1. We studied whether VNI should be in base header or in extensions
   and whether it should be 24-bit or 32-bit. The design team agreed
   that VNI is critical information for network virtualization and MUST
   be present in all packets. Design team also agreed that 24-bit VNI
   matches the existing widely used encapsulation format i.e. VxLAN and
   NVGRE and hence more suitable to use going forward.

- As I've stated before, there is simply no technical rationale behind
a 24 bit VNI. There is no reason to believe this is sufficient to
scale for large deployments over the lifetime of the protocol. Also,
as stated above, requiring compatibility of a standard protocol with a
draft is inappropriate. Just because this was 24 bits in VXLAN and
NVGRE and there may have been some deployment does not validate the
protocol element. The VNI should simply be extended to occupy 32 bits.
(btw if you don't do this then it is likely that the eight spare bits
will either be commandeered to extend the VNI or used for other some
purpose, in either case these unreserved eight bits will be abused and
create non-interoperability).

- The counter argument to this is that 32 bits is not enough, for
instance we might want to merge to large cloud providers and not force
them to renumber. That's why the VNI should itself _be_ an extension
so that the VNI is extensible. This has a huge advantage that it would
make at least one extension required for operation of the protocol
such that intermediate devices cannot ossify it. I suppose the counter
argument is that it's somehow too important of a value to and needs to
be accessed quickly so that we can't entrust it to the extension
mechanism, but then if we're not willing to commit the VNI to be an
extension why would we be willing to put anything in an extension?

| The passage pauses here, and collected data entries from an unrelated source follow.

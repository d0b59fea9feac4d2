//! Cross-process single-flight lock for controller uploads.
//!
//! A named file at a well-known path, held with an exclusive `fs2` advisory
//! lock. Ownership is the OS-level lock, not the file's existence: a file
//! left behind by a killed holder is still acquirable because the kernel
//! released its lock with the process. The pid and timestamp written into
//! the file are diagnostics for whoever is stuck waiting.
//!
//! Advisory locks are cooperative; every upload entry point on the host must
//! go through this type for the exclusion to hold.

use std::fs::{File, OpenOptions};
use std::io::{Read, Seek, SeekFrom, Write};
use std::path::{Path, PathBuf};
use std::time::{Duration, Instant};

use fs2::FileExt;
use nix::errno::Errno;
use nix::sys::signal::kill;
use nix::unistd::Pid;
use thiserror::Error;
use tracing::{debug, info, warn};

#[derive(Debug, Error)]
pub enum LockError {
    #[error("timed out after {waited:?} waiting for upload lock at {path}")]
    Timeout { path: String, waited: Duration },

    #[error("upload lock I/O error: {0}")]
    Io(#[from] std::io::Error),
}

/// Exclusive holder of the upload lock.
///
/// Released (unlocked and removed) when dropped, so the critical section can
/// never exit without releasing, including on panic.
pub struct UploadLock {
    file: File,
    path: PathBuf,
    held: bool,
}

impl UploadLock {
    /// Acquire the lock at `path`, retrying every `poll` until `max_wait`
    /// elapses. With `max_wait` of zero a held lock fails immediately,
    /// without sleeping.
    pub fn acquire(path: &Path, max_wait: Duration, poll: Duration) -> Result<Self, LockError> {
        let start = Instant::now();
        let mut announced = false;

        loop {
            match Self::try_acquire(path) {
                Ok(lock) => {
                    info!(path = %path.display(), "upload lock acquired");
                    return Ok(lock);
                }
                Err(TryAcquireError::Contended(file)) => {
                    let waited = start.elapsed();
                    if waited >= max_wait {
                        return Err(LockError::Timeout {
                            path: path.display().to_string(),
                            waited,
                        });
                    }
                    if !announced {
                        info!("another backup is in progress, queuing for the upload lock");
                        announced = true;
                    }
                    log_holder(&file, waited);
                    std::thread::sleep(poll.min(max_wait - waited));
                }
                Err(TryAcquireError::Io(e)) => return Err(LockError::Io(e)),
            }
        }
    }

    /// Single non-blocking attempt.
    fn try_acquire(path: &Path) -> Result<Self, TryAcquireError> {
        let file = OpenOptions::new()
            .read(true)
            .write(true)
            .create(true)
            .truncate(false)
            .open(path)?;

        match file.try_lock_exclusive() {
            Ok(()) => {
                if !path_matches_inode(&file, path) {
                    // Lost a race with a releasing holder: we locked an
                    // inode already unlinked from the path. Start over on
                    // whatever file the path names now.
                    return Self::try_acquire(path);
                }
                let mut lock = Self {
                    file,
                    path: path.to_path_buf(),
                    held: true,
                };
                lock.write_holder_info()?;
                Ok(lock)
            }
            Err(e) if e.kind() == std::io::ErrorKind::WouldBlock => {
                Err(TryAcquireError::Contended(file))
            }
            Err(e) => Err(TryAcquireError::Io(e)),
        }
    }

    /// Record who holds the lock. Truncate after locking, not before, so a
    /// contending process never reads an empty file mid-write.
    fn write_holder_info(&mut self) -> std::io::Result<()> {
        self.file.set_len(0)?;
        self.file.seek(SeekFrom::Start(0))?;
        writeln!(self.file, "pid={}", std::process::id())?;
        writeln!(self.file, "acquired={}", chrono::Utc::now().to_rfc3339())?;
        self.file.sync_all()
    }

    /// Release explicitly. Equivalent to dropping, but lets callers place
    /// the release precisely.
    pub fn release(mut self) {
        self.release_inner();
    }

    fn release_inner(&mut self) {
        if self.held {
            self.held = false;
            // Remove first: a waiter that grabs the lock right after unlock
            // recreates the file, and removing afterwards would delete the
            // new holder's record.
            if let Err(e) = std::fs::remove_file(&self.path) {
                debug!("could not remove lock file: {e}");
            }
            if let Err(e) = fs2::FileExt::unlock(&self.file) {
                warn!("failed to unlock upload lock: {e}");
            }
            info!(path = %self.path.display(), "upload lock released");
        }
    }
}

impl Drop for UploadLock {
    fn drop(&mut self) {
        self.release_inner();
    }
}

enum TryAcquireError {
    /// Lock is held elsewhere. Carries the opened file so the waiter can
    /// read the holder's record.
    Contended(File),
    Io(std::io::Error),
}

impl From<std::io::Error> for TryAcquireError {
    fn from(e: std::io::Error) -> Self {
        TryAcquireError::Io(e)
    }
}

/// Log the recorded holder pid and whether that process still exists.
fn log_holder(mut file: &File, waited: Duration) {
    let mut content = String::new();
    if file.seek(SeekFrom::Start(0)).is_err() || file.read_to_string(&mut content).is_err() {
        debug!(waited_secs = waited.as_secs(), "waiting for upload lock");
        return;
    }
    let pid = content
        .lines()
        .find_map(|l| l.strip_prefix("pid="))
        .and_then(|p| p.trim().parse::<u32>().ok());
    match pid {
        Some(pid) => info!(
            waited_secs = waited.as_secs(),
            holder_pid = pid,
            holder_alive = pid_alive(pid),
            "waiting for upload lock"
        ),
        None => info!(waited_secs = waited.as_secs(), "waiting for upload lock"),
    }
}

/// True when the locked file is still what `path` names.
fn path_matches_inode(file: &File, path: &Path) -> bool {
    use std::os::unix::fs::MetadataExt;
    match (file.metadata(), std::fs::metadata(path)) {
        (Ok(a), Ok(b)) => a.ino() == b.ino() && a.dev() == b.dev(),
        _ => false,
    }
}

/// Null-signal probe: EPERM still means the process exists.
fn pid_alive(pid: u32) -> bool {
    let Ok(pid) = i32::try_from(pid) else {
        return false;
    };
    match kill(Pid::from_raw(pid), None) {
        Ok(()) | Err(Errno::EPERM) => true,
        Err(_) => false,
    }
}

4. We compared the TLV vs Bit-fields style extension and it was
   deemed that parsing both TLV and bit-fields is expensive and while
   bit-fields may be simpler to parse, it is also more restrictive and
   requires guessing which extensions will be widely implemented so they
   can get early bit assignments for efficiency, as well Bit-fields are

- I don't understand this "early bit assignments" problem. Bit-field
allow easy random access to fields there is no need for sequential
processing. Please clarify this.

- Also, I would advise the design team to be careful with use of the
word "efficiency" as applied to other protocols than one being
advocated. If you're going to claim someone else's protocol is then
you need to be prepared with the data to back this up.

   not flexible enough to address the requirement of variable length and

- What precisely is the requirement for variable length?

   different subtypes of the same option. While TLV are more flexible, a
   control plane can restrict the number of option TLVs as well the
   order and size of the TLVs to make it simpler for a dataplane
   implementation to handle.

- If this control plane idea doesn't go away I, for one, would really
likely to see the draft that describes _precisely_ how this will work.